APPLES-2, despite all its advantages in scalability, has several practical limitations. Most importantly, APPLES-2 did not output branch support, and this omission can be a major shortcoming in downstream applications. The purpose of support values is to show uncertainty. With regard to placement, we aim to assign a probability to each placement, and these values should ideally predict the correctness of the branch. In particular, users are often interested in finding a set of placements that collectively have a desired probability of including the correct placement. Placement support can be incorporated in downstream applications such as taxonomic identification [4] and sample comparison [3]. While Balaban et al. [16] showed that there are ways to detect some of the worst placements based on their branch length, they offered no reliable measure of support. Thus, for APPLES-2 to be more widely used, a measure of support is needed.

In this paper, we evaluate three alternative approaches that we propose for computing support for distance-based placement: nonparametric resampling (i.e., bootstrapping), nonparametric subsampling, and a parametric sampling approach. Our extensive studies on both simulated and real biological data show that among these, the traditional bootstrapping support seems to provide the best solution but can come at the expense of running time. To further alleviate that problem, we formulate bootstrapping in a linear algebraic way, which dramatically reduces the running time. This new feature (in addition to a slightly updated way of computing amino acid distances) is integrated into the APPLES-2 software.

2. Materials and Methods

2.1. Support Estimation Methods

Phylogenetic support estimation is performed in several ways. Bayesian analyses readily provide support by approximating the posterior tree distribution. ML and distance-based methods use data sampling. Among sampling methods, the dominant method is the nonparametric bootstrapping procedure [36], which repeatedly resamples sites with replacement. The main shortcoming of bootstrapping is that the repetitive resampling of alignment sites and rerunning the inference methods increase the running time. In general, bootstrapping, when applied with a statistically consistent estimator gives a valid distribution that asymptotically converges to the distribution of the estimator around the true value for repeated experiments [37,38]. Despite earlier debates [39,40,41], bootstrapping is now the standard method that most ML and distance-based tools use.

There have been some attempts at designing faster alternatives to bootstrapping. For example, local support gains speed by considering nearest neighbor interchange (NNI) rearrangements around a single branch (e.g., [42,43,44]), assuming that the rest of the tree is correct. For distance-based methods, the rate of elementary quartets (REQ) [45] method is an alternative that discards random sampling in favor of a quartet-based method. It computes the proportion of quartets induced by every internal branch that are supported by the four-point condition when applied to the six pairwise distances defined on a quartet.

In this paper, we propose and evaluate three ways of providing support for APPLES-2 placements: (1) nonparametric bootstrapping, (2) parametric bootstrapping, and (3) nonparametric subsampling.

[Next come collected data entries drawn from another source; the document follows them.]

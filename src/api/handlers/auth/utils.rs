//! Small helpers for auth validation and opaque token handling.

use anyhow::{Context, Result};
use base64::Engine;
use rand::{RngCore, rngs::OsRng};
use regex::Regex;
use sha2::{Digest, Sha256};

const PASSWORD_MIN_LENGTH: usize = 8;

/// Current unix time in seconds.
#[must_use]
pub(crate) fn unix_now() -> i64 {
    chrono::Utc::now().timestamp()
}

/// Current unix time in milliseconds (rate-limit window resolution).
#[must_use]
pub(crate) fn unix_now_millis() -> i64 {
    chrono::Utc::now().timestamp_millis()
}

/// Normalize an email for lookup/uniqueness checks.
pub(crate) fn normalize_email(email: &str) -> String {
    email.trim().to_lowercase()
}

/// Basic email format check on already-normalized input.
pub(crate) fn valid_email(email_normalized: &str) -> bool {
    Regex::new(r"^[^@\s]+@[^@\s]+\.[^@\s]+$").is_ok_and(|regex| regex.is_match(email_normalized))
}

/// Minimum password policy: length plus at least one letter and one digit.
pub(crate) fn valid_password(password: &str) -> bool {
    password.chars().count() >= PASSWORD_MIN_LENGTH
        && password.chars().any(char::is_alphabetic)
        && password.chars().any(|c| c.is_ascii_digit())
}

/// Create a new opaque token (session id or password reset token).
///
/// The raw value is only handed to the caller; the database stores a hash.
///
/// # Errors
/// Returns an error if the system RNG fails.
pub(crate) fn generate_opaque_token() -> Result<String> {
    let mut bytes = [0u8; 32];
    OsRng
        .try_fill_bytes(&mut bytes)
        .context("failed to generate opaque token")?;
    Ok(base64::engine::general_purpose::URL_SAFE_NO_PAD.encode(bytes))
}

/// Hash an opaque token so raw values never touch the database.
/// The hash is used for lookups when the token is presented again.
pub(crate) fn hash_opaque_token(token: &str) -> Vec<u8> {
    let mut hasher = Sha256::new();
    hasher.update(token.as_bytes());
    hasher.finalize().to_vec()
}

/// Extract a client IP for rate limiting from common proxy headers.
pub(crate) fn extract_client_ip(headers: &axum::http::HeaderMap) -> Option<String> {
    let forwarded = headers
        .get("x-forwarded-for")
        .and_then(|value| value.to_str().ok())
        .and_then(|value| value.split(',').next())
        .map(str::trim)
        .filter(|value| !value.is_empty());
    if forwarded.is_some() {
        return forwarded.map(str::to_string);
    }
    headers
        .get("x-real-ip")
        .and_then(|value| value.to_str().ok())
        .map(str::trim)
        .filter(|value| !value.is_empty())
        .map(str::to_string)
}

/// Extract the caller's user agent, if any.
pub(crate) fn extract_user_agent(headers: &axum::http::HeaderMap) -> Option<String> {
    headers
        .get(axum::http::header::USER_AGENT)
        .and_then(|value| value.to_str().ok())
        .map(str::trim)
        .filter(|value| !value.is_empty())
        .map(str::to_string)
}

#[cfg(test)]
mod tests {
    use super::*;
    use axum::http::{HeaderMap, HeaderValue};
    use base64::Engine;
    use base64::engine::general_purpose::URL_SAFE_NO_PAD;

    #[test]
    fn normalize_email_trims_and_lowercases() {
        assert_eq!(normalize_email(" Alice@Example.COM "), "alice@example.com");
    }

    #[test]
    fn valid_email_accepts_basic_format() {
        assert!(valid_email("a@example.com"));
        assert!(valid_email("name.surname@example.co"));
    }

    #[test]
    fn valid_email_rejects_missing_parts() {
        assert!(!valid_email("not-an-email"));
        assert!(!valid_email("missing-at.example.com"));
        assert!(!valid_email("missing-domain@"));
    }

    #[test]
    fn valid_password_requires_length_letter_and_digit() {
        assert!(valid_password("Aa1!aaaa"));
        assert!(valid_password("longenough1"));
        assert!(!valid_password("short1"));
        assert!(!valid_password("nodigitshere"));
        assert!(!valid_password("1234567890"));
    }

    #[test]
    fn generate_opaque_token_round_trip() {
        let decoded_len = generate_opaque_token()
            .ok()
            .and_then(|token| URL_SAFE_NO_PAD.decode(token.as_bytes()).ok())
            .map(|bytes| bytes.len());
        assert_eq!(decoded_len, Some(32));
    }

    #[test]
    fn hash_opaque_token_stable() {
        let first = hash_opaque_token("token");
        let second = hash_opaque_token("token");
        let different = hash_opaque_token("other");
        assert_eq!(first, second);
        assert_ne!(first, different);
    }

    #[test]
    fn extract_client_ip_prefers_forwarded() {
        let mut headers = HeaderMap::new();
        headers.insert(
            "x-forwarded-for",
            HeaderValue::from_static("1.2.3.4, 5.6.7.8"),
        );
        headers.insert("x-real-ip", HeaderValue::from_static("9.9.9.9"));
        assert_eq!(extract_client_ip(&headers), Some("1.2.3.4".to_string()));
    }

    #[test]
    fn extract_client_ip_falls_back_to_real_ip() {
        let mut headers = HeaderMap::new();
        headers.insert("x-real-ip", HeaderValue::from_static("9.9.9.9"));
        assert_eq!(extract_client_ip(&headers), Some("9.9.9.9".to_string()));
    }

    #[test]
    fn extract_client_ip_none_when_missing() {
        let headers = HeaderMap::new();
        assert_eq!(extract_client_ip(&headers), None);
    }

    #[test]
    fn extract_user_agent_trims_value() {
        let mut headers = HeaderMap::new();
        headers.insert(
            axum::http::header::USER_AGENT,
            HeaderValue::from_static(" aula-web/1.0 "),
        );
        assert_eq!(extract_user_agent(&headers), Some("aula-web/1.0".to_string()));
    }
}
//! Administrative account listing.

use axum::{
    Json,
    extract::Extension,
    http::{HeaderMap, StatusCode},
    response::{IntoResponse, Response},
};
use sqlx::SqlitePool;
use std::sync::Arc;

use super::auth::{
    error::AuthFailure,
    principal::{require_auth, require_permission, require_role},
    rate_limit::{RateBucket, RateKey, RateLimitDecision},
    roles::{Permission, Role},
    state::AuthState,
    storage::list_accounts,
    types::AccountSummaryResponse,
};

#[utoipa::path(
    get,
    path = "/v1/admin/accounts",
    responses(
        (status = 200, description = "All accounts with their lock state", body = [AccountSummaryResponse]),
        (status = 401, description = "Missing or invalid credentials", body = super::auth::error::ErrorBody),
        (status = 403, description = "Insufficient role or missing permission", body = super::auth::error::ErrorBody)
    ),
    tag = "admin"
)]
pub async fn accounts(
    headers: HeaderMap,
    pool: Extension<SqlitePool>,
    auth_state: Extension<Arc<AuthState>>,
) -> Result<Response, AuthFailure> {
    let principal = require_auth(&headers, &pool, &auth_state).await?;
    // Instructors may be granted account management explicitly; admins pass
    // the permission check by role.
    require_role(&principal, Role::Instructor)?;
    require_permission(&principal, Permission::ManageAccounts)?;

    // Admins bypass the tier entirely; the check stays in the path so the
    // decision is the limiter's, not this handler's.
    let key = RateKey::Account(principal.account_id);
    if let RateLimitDecision::Limited { retry_after } =
        auth_state
            .rate_limiter()
            .check(RateBucket::Api, &key, Some(principal.role))
    {
        return Err(AuthFailure::RateLimited { retry_after });
    }

    let accounts = list_accounts(&pool).await?;
    let body: Vec<AccountSummaryResponse> = accounts
        .into_iter()
        .map(|summary| AccountSummaryResponse {
            id: summary.id.to_string(),
            email: summary.email,
            role: summary.role,
            active: summary.active,
            failed_attempts: summary.failed_attempts,
            created_at: summary.created_at,
        })
        .collect();

    Ok((StatusCode::OK, Json(body)).into_response())
}
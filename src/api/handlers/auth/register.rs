//! Account registration.

use axum::{
    Json,
    extract::Extension,
    http::{HeaderMap, StatusCode},
    response::Response,
};
use sqlx::SqlitePool;
use std::sync::Arc;
use tracing::info;

use super::{
    error::AuthFailure,
    rate_limit::{RateBucket, RateKey, RateLimitDecision},
    roles::{PermissionSet, Role},
    session::establish_session,
    state::AuthState,
    storage::{RegisterOutcome, insert_account},
    types::RegisterRequest,
    utils::{
        extract_client_ip, extract_user_agent, normalize_email, unix_now, valid_email,
        valid_password,
    },
};
use super::password::hash_password;

#[utoipa::path(
    post,
    path = "/v1/auth/register",
    request_body = RegisterRequest,
    responses(
        (status = 201, description = "Account created and logged in", body = super::types::AuthResponse),
        (status = 400, description = "Validation error", body = super::error::ErrorBody),
        (status = 409, description = "Email already registered", body = super::error::ErrorBody),
        (status = 429, description = "Rate limited", body = super::error::ErrorBody)
    ),
    tag = "auth"
)]
pub async fn register(
    headers: HeaderMap,
    pool: Extension<SqlitePool>,
    auth_state: Extension<Arc<AuthState>>,
    payload: Option<Json<RegisterRequest>>,
) -> Result<Response, AuthFailure> {
    let Some(Json(request)) = payload else {
        return Err(AuthFailure::BadRequest("Missing payload"));
    };

    let email = normalize_email(&request.email);
    if !valid_email(&email) {
        return Err(AuthFailure::BadRequest("Invalid email"));
    }
    if !valid_password(&request.password) {
        return Err(AuthFailure::BadRequest(
            "Password must be at least 8 characters and contain a letter and a digit",
        ));
    }

    let client_ip = extract_client_ip(&headers);
    let ip_key = RateKey::Ip(client_ip.clone().unwrap_or_else(|| "unknown".to_string()));
    if let RateLimitDecision::Limited { retry_after } =
        auth_state.rate_limiter().check(RateBucket::Auth, &ip_key, None)
    {
        return Err(AuthFailure::RateLimited { retry_after });
    }

    let password_hash = hash_password(request.password).await?;

    let account_id =
        match insert_account(&pool, &email, &password_hash, Role::default(), unix_now()).await? {
            RegisterOutcome::Created(id) => id,
            RegisterOutcome::Conflict => return Err(AuthFailure::DuplicateEmail),
        };

    info!("account registered: {account_id}");

    establish_session(
        &pool,
        &auth_state,
        account_id,
        &email,
        Role::default(),
        PermissionSet::new(),
        false,
        client_ip.as_deref(),
        extract_user_agent(&headers).as_deref(),
        StatusCode::CREATED,
    )
    .await
}
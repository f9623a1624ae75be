//! Password change for authenticated users.
//!
//! The caller proves possession of the current password, the hash is rotated,
//! and every other session is revoked; the current session survives so the
//! account does not lock itself out mid-change.

use axum::{
    Json,
    extract::Extension,
    http::{HeaderMap, StatusCode},
    response::{IntoResponse, Response},
};
use sqlx::SqlitePool;
use std::sync::Arc;
use tracing::info;

use super::{
    error::AuthFailure,
    password::{hash_password, verify_password},
    principal::require_auth,
    state::AuthState,
    storage::{lookup_account_by_id, revoke_all_sessions, update_password_hash},
    types::PasswordChangeRequest,
    utils::{unix_now, valid_password},
};

#[utoipa::path(
    post,
    path = "/v1/auth/password",
    request_body = PasswordChangeRequest,
    responses(
        (status = 204, description = "Password updated; other sessions revoked"),
        (status = 400, description = "Validation error", body = super::error::ErrorBody),
        (status = 401, description = "Missing credentials or wrong current password", body = super::error::ErrorBody)
    ),
    tag = "auth"
)]
pub async fn change_password(
    headers: HeaderMap,
    pool: Extension<SqlitePool>,
    auth_state: Extension<Arc<AuthState>>,
    payload: Option<Json<PasswordChangeRequest>>,
) -> Result<Response, AuthFailure> {
    let principal = require_auth(&headers, &pool, &auth_state).await?;

    let Some(Json(request)) = payload else {
        return Err(AuthFailure::BadRequest("Missing payload"));
    };
    if !valid_password(&request.new_password) {
        return Err(AuthFailure::BadRequest(
            "Password must be at least 8 characters and contain a letter and a digit",
        ));
    }

    // Re-check the current password even on an authenticated session: a
    // stolen token alone must not be enough to take over the account.
    let account = lookup_account_by_id(&pool, principal.account_id)
        .await?
        .ok_or(AuthFailure::SessionRevoked)?;
    if !verify_password(request.current_password, account.password_hash).await? {
        return Err(AuthFailure::InvalidCredentials);
    }

    let password_hash = hash_password(request.new_password).await?;
    update_password_hash(&pool, principal.account_id, &password_hash, unix_now()).await?;

    let revoked =
        revoke_all_sessions(&pool, principal.account_id, Some(&principal.session_hash)).await?;
    info!(
        "password changed for {}; {revoked} other session(s) revoked",
        principal.account_id
    );

    Ok(StatusCode::NO_CONTENT.into_response())
}
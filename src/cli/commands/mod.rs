use clap::{
    Arg, ColorChoice, Command,
    builder::{
        ValueParser,
        styling::{AnsiColor, Effects, Styles},
    },
};

#[must_use]
pub fn validator_log_level() -> ValueParser {
    ValueParser::from(move |level: &str| -> std::result::Result<u8, String> {
        if let Ok(parsed) = level.parse::<u8>() {
            // Successfully parsed as a number
            if parsed <= 5 {
                return Ok(parsed);
            }
        }

        match level.to_lowercase().as_str() {
            "error" => Ok(0),
            "warn" => Ok(1),
            "info" => Ok(2),
            "debug" => Ok(3),
            "trace" => Ok(4),
            _ => Err("invalid log level".to_string()),
        }
    })
}

pub fn new() -> Command {
    let styles = Styles::styled()
        .header(AnsiColor::Yellow.on_default() | Effects::BOLD)
        .usage(AnsiColor::Green.on_default() | Effects::BOLD)
        .literal(AnsiColor::Blue.on_default() | Effects::BOLD)
        .placeholder(AnsiColor::Green.on_default());

    Command::new("aula")
        .about("Identity, session, and abuse control for the Aula learning platform")
        .version(env!("CARGO_PKG_VERSION"))
        .color(ColorChoice::Auto)
        .styles(styles)
        .arg(
            Arg::new("port")
                .short('p')
                .long("port")
                .help("Port to listen on")
                .default_value("8080")
                .env("AULA_PORT")
                .value_parser(clap::value_parser!(u16)),
        )
        .arg(
            Arg::new("dsn")
                .short('d')
                .long("dsn")
                .help("Database connection string, example: sqlite://aula.db")
                .default_value("sqlite://aula.db")
                .env("AULA_DSN"),
        )
        .arg(
            Arg::new("token-secret")
                .long("token-secret")
                .help("Secret used to sign bearer tokens (HS256)")
                .env("AULA_TOKEN_SECRET")
                .required(true),
        )
        .arg(
            Arg::new("frontend-url")
                .long("frontend-url")
                .help("Frontend base URL, used for CORS and cookie policy")
                .default_value("http://localhost:3000")
                .env("AULA_FRONTEND_URL"),
        )
        .arg(
            Arg::new("token-ttl-hours")
                .long("token-ttl-hours")
                .help("Bearer token and session lifetime in hours")
                .default_value("168")
                .env("AULA_TOKEN_TTL_HOURS")
                .value_parser(clap::value_parser!(i64)),
        )
        .arg(
            Arg::new("remember-ttl-days")
                .long("remember-ttl-days")
                .help("\"Remember me\" token and session lifetime in days")
                .default_value("30")
                .env("AULA_REMEMBER_TTL_DAYS")
                .value_parser(clap::value_parser!(i64)),
        )
        .arg(
            Arg::new("reset-ttl-minutes")
                .long("reset-ttl-minutes")
                .help("Password reset token lifetime in minutes")
                .default_value("60")
                .env("AULA_RESET_TTL_MINUTES")
                .value_parser(clap::value_parser!(i64)),
        )
        .arg(
            Arg::new("lockout-threshold")
                .long("lockout-threshold")
                .help("Failed logins before an account is locked")
                .default_value("5")
                .env("AULA_LOCKOUT_THRESHOLD")
                .value_parser(clap::value_parser!(i64)),
        )
        .arg(
            Arg::new("lockout-minutes")
                .long("lockout-minutes")
                .help("How long a locked account stays locked, in minutes")
                .default_value("30")
                .env("AULA_LOCKOUT_MINUTES")
                .value_parser(clap::value_parser!(i64)),
        )
        .arg(
            Arg::new("verbosity")
                .short('v')
                .long("verbose")
                .help("Verbosity level: ERROR, WARN, INFO, DEBUG, TRACE (default: ERROR)")
                .env("AULA_LOG_LEVEL")
                .global(true)
                .action(clap::ArgAction::Count)
                .value_parser(validator_log_level()),
        )
}
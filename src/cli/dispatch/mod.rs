use crate::cli::actions::Action;
use anyhow::Result;
use secrecy::SecretString;

/// Turn parsed arguments into a typed action.
///
/// # Errors
/// Returns an error when a required argument is missing.
pub fn handler(matches: &clap::ArgMatches) -> Result<Action> {
    Ok(Action::Server {
        port: matches.get_one::<u16>("port").copied().unwrap_or(8080),
        dsn: matches
            .get_one("dsn")
            .map(|s: &String| s.to_string())
            .ok_or_else(|| anyhow::anyhow!("missing required argument: --dsn"))?,
        token_secret: matches
            .get_one("token-secret")
            .map(|s: &String| SecretString::from(s.to_string()))
            .ok_or_else(|| anyhow::anyhow!("missing required argument: --token-secret"))?,
        frontend_url: matches
            .get_one("frontend-url")
            .map(|s: &String| s.to_string())
            .unwrap_or_else(|| "http://localhost:3000".to_string()),
        token_ttl_hours: matches
            .get_one::<i64>("token-ttl-hours")
            .copied()
            .unwrap_or(168),
        remember_ttl_days: matches
            .get_one::<i64>("remember-ttl-days")
            .copied()
            .unwrap_or(30),
        reset_ttl_minutes: matches
            .get_one::<i64>("reset-ttl-minutes")
            .copied()
            .unwrap_or(60),
        lockout_threshold: matches
            .get_one::<i64>("lockout-threshold")
            .copied()
            .unwrap_or(5),
        lockout_minutes: matches
            .get_one::<i64>("lockout-minutes")
            .copied()
            .unwrap_or(30),
    })
}
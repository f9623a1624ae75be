//! Profile endpoint for the authenticated principal.

use axum::{
    Json,
    extract::Extension,
    http::{HeaderMap, StatusCode},
    response::{IntoResponse, Response},
};
use sqlx::SqlitePool;
use std::sync::Arc;

use super::auth::{
    error::AuthFailure,
    principal::{require_auth, require_role},
    rate_limit::{RateBucket, RateKey, RateLimitDecision},
    roles::Role,
    state::AuthState,
    types::AccountResponse,
};

#[utoipa::path(
    get,
    path = "/v1/me",
    responses(
        (status = 200, description = "Authenticated account profile", body = AccountResponse),
        (status = 401, description = "Missing or invalid credentials", body = super::auth::error::ErrorBody),
        (status = 403, description = "Insufficient role", body = super::auth::error::ErrorBody),
        (status = 429, description = "Rate limited", body = super::auth::error::ErrorBody)
    ),
    tag = "me"
)]
pub async fn me(
    headers: HeaderMap,
    pool: Extension<SqlitePool>,
    auth_state: Extension<Arc<AuthState>>,
) -> Result<Response, AuthFailure> {
    let principal = require_auth(&headers, &pool, &auth_state).await?;
    require_role(&principal, Role::Learner)?;

    // Authenticated traffic keys on the account, not the caller IP, and the
    // role picks the tier.
    let key = RateKey::Account(principal.account_id);
    if let RateLimitDecision::Limited { retry_after } =
        auth_state
            .rate_limiter()
            .check(RateBucket::Api, &key, Some(principal.role))
    {
        return Err(AuthFailure::RateLimited { retry_after });
    }

    let body = AccountResponse {
        id: principal.account_id.to_string(),
        email: principal.email,
        role: principal.role,
        permissions: principal.permissions,
    };
    Ok((StatusCode::OK, Json(body)).into_response())
}
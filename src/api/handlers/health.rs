//! Health endpoint: database ping plus build identification.

use axum::{
    extract::Extension,
    http::{HeaderMap, HeaderValue, StatusCode},
    response::{IntoResponse, Json},
};
use serde::{Deserialize, Serialize};
use sqlx::{Connection, SqlitePool};
use tracing::{Instrument, debug, error, info_span};
use utoipa::ToSchema;

#[derive(ToSchema, Serialize, Deserialize, Debug)]
pub struct Health {
    name: String,
    version: String,
    database: String,
}

#[utoipa::path(
    get,
    path = "/health",
    responses(
        (status = 200, description = "Database is healthy", body = Health),
        (status = 503, description = "Database is unhealthy", body = Health)
    ),
    tag = "health"
)]
pub async fn health(pool: Extension<SqlitePool>) -> impl IntoResponse {
    let acquire_span = info_span!("db.acquire", db.system = "sqlite", db.operation = "ACQUIRE");
    let result = match pool.0.acquire().instrument(acquire_span).await {
        Ok(mut conn) => {
            let ping_span = info_span!("db.ping", db.system = "sqlite", db.operation = "PING");
            match conn.ping().instrument(ping_span).await {
                Ok(()) => Ok(()),
                Err(error) => {
                    error!("Failed to ping database: {}", error);
                    Err(StatusCode::SERVICE_UNAVAILABLE)
                }
            }
        }
        Err(error) => {
            error!("Failed to acquire database connection: {}", error);
            Err(StatusCode::SERVICE_UNAVAILABLE)
        }
    };

    let health = Health {
        name: env!("CARGO_PKG_NAME").to_string(),
        version: env!("CARGO_PKG_VERSION").to_string(),
        database: if result.is_ok() {
            "ok".to_string()
        } else {
            "error".to_string()
        },
    };

    let mut headers = HeaderMap::new();
    if let Ok(value) = format!("{}:{}", health.name, health.version).parse::<HeaderValue>() {
        headers.insert("X-App", value);
    }

    if result.is_ok() {
        debug!("Database connection is healthy");
        (StatusCode::OK, headers, Json(health))
    } else {
        debug!("Database connection is unhealthy");
        (StatusCode::SERVICE_UNAVAILABLE, headers, Json(health))
    }
}
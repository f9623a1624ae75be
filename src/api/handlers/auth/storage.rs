//! Database helpers for accounts, sessions, lockout, and reset state.
//!
//! All mutations of contended counters are single-statement read-modify-writes
//! (`UPDATE … RETURNING`), so two concurrent requests can never both observe
//! the pre-update state and race past a boundary.

use anyhow::{Context, Result, anyhow};
use sqlx::{Row, SqlitePool};
use tracing::Instrument;
use uuid::Uuid;

use super::roles::{PermissionSet, Role};
use super::utils::{generate_opaque_token, hash_opaque_token};

const SCHEMA_SQL: &str = include_str!(concat!(env!("CARGO_MANIFEST_DIR"), "/sql/schema.sql"));

/// Outcome when attempting to create a new account.
#[derive(Debug)]
pub(crate) enum RegisterOutcome {
    Created(Uuid),
    Conflict,
}

/// Outcome of an atomic reset-token consumption.
#[derive(Debug, PartialEq, Eq)]
pub(crate) enum ResetOutcome {
    Consumed(Uuid),
    Invalid,
    Expired,
}

/// Account fields needed by the login flow.
#[derive(Debug, Clone)]
pub(crate) struct AccountRecord {
    pub(crate) id: Uuid,
    pub(crate) email: String,
    pub(crate) password_hash: String,
    pub(crate) role: Role,
    pub(crate) permissions: PermissionSet,
    pub(crate) active: bool,
    pub(crate) failed_attempts: i64,
    pub(crate) locked_until: Option<i64>,
}

/// Lockout counter state after recording a failure.
#[derive(Debug, PartialEq, Eq)]
pub(crate) struct LockState {
    pub(crate) failed_attempts: i64,
    pub(crate) locked_until: Option<i64>,
}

2.1.1. Nonparametric Bootstrapping

Adopting bootstrapping to placement is conceptually straightforward. Let M be the multiple sequence alignment (MSA) of the given backbone and query sequences composed of L sites. These sites are sampled with replacement L times to generate one replicate dataset

M_{i}

, and this process is repeated B times, producing B replicate datasets

M_{1}, M_{2}, \dots, M_{B}

. The query is then placed on the backbone for each replicate. The fraction of placements (out of B replicates) that put the query on a specific branch constitutes its support. However, two further points related to accuracy and running time should be considered; this leads us to the definition of two versions of bootstrapping: slow and fast.

Branch Length Re-Estimation

Since bootstrapping changes the set of sites, the backbone tree inferred from the resampled sites would differ from the given backbone. Allowing the backbone topology to change complicates computing placement supports on the original tree. In contrast, re-estimating the branch lengths of the backbone tree is possible and may improve accuracy. We will perform branch length re-estimation in slow bootstrapping and leave it out in the fast bootstrapping method.

Linear Algebraic Formulation and Implementation

The naive implementation of bootstrapping, used in the slow version, would require B times more running time than placement without support. We offer a faster alternative by using a linear algebraic formulation (used in our fast version). This formulation focuses on computing distances, which is the bottleneck, as opposed to the placement step. We reformulate computing distances between a query and a reference sequence in all M,

M_{1}, M_{2}, \dots, M_{B}

as matrix multiplication. We first generate a matrix

H

of dimension

(B + 1) \times L

, where

H_{i j}

for

1 \leq i \leq B

and

0 \leq j \leq L - 1

is the number of times the j-th site was sampled in the i-th bootstrapped alignment

M_{i}

, and

H_{0 j} = 1

for

0 \leq j \leq L - 1

(representing the original alignment). The matrix

H

is computed once and is the same for all queries. To compute the JC69 distances between a query sequence q and all reference sequences, we first compute the

L \times n

matrix

V

, where

V_{i, j} = 1

if the i-th sites in q and reference j are non-gap characters and there is a mismatch between them in M; otherwise, its value is 0. We then compute the

(B + 1) \times n

matrix

P = H \cdot V

. It is easy to see that

P_{i, j}

represents the number of mismatches between q and reference j in

M_{i}

. These values can then be easily normalized by

L_{i j}^{'}

, where

L_{i j}^{'}

is the number of sites in

M_{i}

where neither the query q nor the reference j is a gap, in order to compute the normalized Hamming distance

h_{q j}

these values can then be transformed using the JC69 correction.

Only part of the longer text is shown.